For all those who exalt themselves will be humbled, and those who humble themselves will be exalted.
I remember getting a call from John, a person I have been helping navigate a transition into a much higher position with his company. He told me the president of his company had invited him to dinner, along with other senior members of the company. Not only that but he was told he was in line for a promotion very soon—pretty heady stuff for a young executive who had only been with the company for a year.
His question to me was, how do I approach the dinner? I immediately replied, stay humble and focused on doing a good job. However, he was immediately put off guard. It seemed to him, my comment didn’t match the question. He was right. My statement didn’t directly address the question of how exactly to behave at the dinner. Instead, my reply was more directed at how he was to act in all aspects of his interactions, both at the dinner and in the office.
It wasn’t that I was trying to be evasive. Rather, I know from the experience in my career and from watching others, in this moment, he had hit a critical crossroad in his career. Getting invited to a dinner with the president of your company and being told you are getting promoted is a huge step. This is one of those milestone moments in any person’s career.
I had come to know John well. And it didn’t surprise me he was being recognized as a solid employee. He is an enthusiastic and very positive person. Always willing to help others and committed to doing the best he can on any project. I am also sure his company had learned they could trust him on any assignment. The president had heard this opinion from the other senior members of the company. So the president wanted to get to know him a lot better. Hence the invite to dinner.
In the past, I have seen people take one of two courses when they hit this milestone. The first and most dangerous is to become pride-filled. They tend to overstate their accomplishments and boast about their successes. Often time adding in a few exaggerated achievements. As a result, they become proud of themselves and not as proud of the people they work alongside. The reality is most accomplished senior executives, like presidents, will see right through this behavior. But, unfortunately, this behavior becomes a career-ender for these people.

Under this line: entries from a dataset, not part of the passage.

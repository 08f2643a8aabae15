//! 带过期清扫的内存存储：四类限时记录（使用台账、换绑码、会话、临时链接）共用。

use std::{collections::HashMap, hash::Hash, sync::Arc};

use tokio::sync::RwLock;

/// 当前 unix 秒。
pub(crate) fn unix_now() -> u64 {
    std::time::SystemTime::now()
        .duration_since(std::time::UNIX_EPOCH)
        .unwrap_or_default()
        .as_secs()
}

/// 可被清扫器判定过期的记录。
pub(crate) trait Expiring {
    /// `now` 时刻该记录是否已可清除。
    fn purge_eligible(&self, now: u64) -> bool;
}

/// 进程内限时存储。所有读改写都在同一把写锁内完成。
pub(crate) struct ExpiringStore<K, V> {
    name: &'static str,
    entries: Arc<RwLock<HashMap<K, V>>>,
}

impl<K, V> Clone for ExpiringStore<K, V> {
    fn clone(&self) -> Self {
        Self {
            name: self.name,
            entries: Arc::clone(&self.entries),
        }
    }
}

impl<K, V> ExpiringStore<K, V>
where
    K: Eq + Hash,
    V: Expiring,
{
    /// 创建空存储，`name` 仅用于日志与调试快照。
    pub(crate) fn new(name: &'static str) -> Self {
        Self {
            name,
            entries: Arc::new(RwLock::new(HashMap::new())),
        }
    }

    /// 存储名。
    pub(crate) fn name(&self) -> &'static str {
        self.name
    }

    /// 只读访问单条记录。
    pub(crate) async fn read<R>(&self, key: &K, f: impl FnOnce(Option<&V>) -> R) -> R {
        let guard = self.entries.read().await;
        f(guard.get(key))
    }

    /// 在写锁内对整张表执行一次原子读改写。
    pub(crate) async fn update<R>(&self, f: impl FnOnce(&mut HashMap<K, V>) -> R) -> R {
        let mut guard = self.entries.write().await;
        f(&mut guard)
    }

    /// 插入或覆盖记录。
    pub(crate) async fn insert(&self, key: K, value: V) -> Option<V> {
        self.entries.write().await.insert(key, value)
    }

    /// 当前记录数。
    pub(crate) async fn len(&self) -> usize {
        self.entries.read().await.len()
    }

    /// 清除 `now` 时刻已过期的记录，返回清除数量。
    pub(crate) async fn sweep(&self, now: u64) -> usize {
        let mut guard = self.entries.write().await;
        let before = guard.len();
        guard.retain(|_, value| !value.purge_eligible(now));
        before - guard.len()
    }
}

#[cfg(test)]
mod tests {
    use super::{Expiring, ExpiringStore};

    struct Entry {
        expires_at: u64,
    }

    impl Expiring for Entry {
        fn purge_eligible(&self, now: u64) -> bool {
            now > self.expires_at
        }
    }

    #[tokio::test(flavor = "current_thread")]
    async fn sweep_removes_only_expired_entries() {
        let store = ExpiringStore::new("demo");
        store.insert("a", Entry { expires_at: 10 }).await;
        store.insert("b", Entry { expires_at: 20 }).await;
        store.insert("c", Entry { expires_at: 30 }).await;

        assert_eq!(store.sweep(20).await, 1);
        assert_eq!(store.len().await, 2);
        assert!(store.read(&"a", |entry| entry.is_none()).await);
        assert!(store.read(&"b", |entry| entry.is_some()).await);
    }

    #[tokio::test(flavor = "current_thread")]
    async fn clones_share_the_same_table() {
        let store: ExpiringStore<&str, Entry> = ExpiringStore::new("shared");
        let other = store.clone();
        other.insert("k", Entry { expires_at: 1 }).await;
        assert_eq!(store.len().await, 1);
        assert_eq!(store.name(), "shared");
    }

    #[tokio::test(flavor = "current_thread")]
    async fn update_runs_read_modify_write_atomically() {
        let store = ExpiringStore::new("counter");
        store.insert("k", Entry { expires_at: 0 }).await;

        let mut tasks = Vec::new();
        for _ in 0..32 {
            let store = store.clone();
            tasks.push(tokio::spawn(async move {
                store
                    .update(|map| {
                        if let Some(entry) = map.get_mut("k") {
                            entry.expires_at += 1;
                        }
                    })
                    .await;
            }));
        }
        for task in tasks {
            task.await.expect("join update task");
        }

        let value = store.read(&"k", |entry| entry.map(|e| e.expires_at)).await;
        assert_eq!(value, Some(32));
    }
}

The second and most desirable course is to stay humble. Not overstate what you have accomplished and to be sure you recognize those who have had just as much success. People who remain humble see their peers as teammates and not as competition. Humble people listen to learn, and when they do talk, they stay positive. These are the people presidents want to promote.
It is not that I felt John would become prideful. Instead, I was simply throwing up a caution flag. A reminder to stay true to who he was and not overreach.
In Luke [14:11], Jesus says, For all those who exalt themselves will be humbled, and those who humble themselves will be exalted. What is ironic about this statement, Jesus is giving this advice to people who have also been invited to a dinner-a wedding. Jesus had also been invited and noticed the people who thought of themselves first tried to get the best seats, and those who thought of others first took the lesser seats. A critical insight into each person’s true motives. As we know, Jesus prefers people to think of their neighbor first.
Presidents of organizations generally think the same way. They will always index to liking people who are team players. They know to build an organization around me first people is a dead-end street.
Now John is a team player, both in the office and outside. But these moments of recognition can also be moments of getting trapped. We can either exalt ourselves or stay humble and authentic. The lure of making sure the boss knows how good we are will almost always backfire. Genuinely thinking of others first is far more admirable and likable.
So, I wasn’t avoiding the question John asked. Instead, I was repeating advice from Jesus about how to act at dinner and in the office. Jesus knew about the trap of being too proud and gave us sage words of business and life advice. Another example of why Jesus is good for business and business people.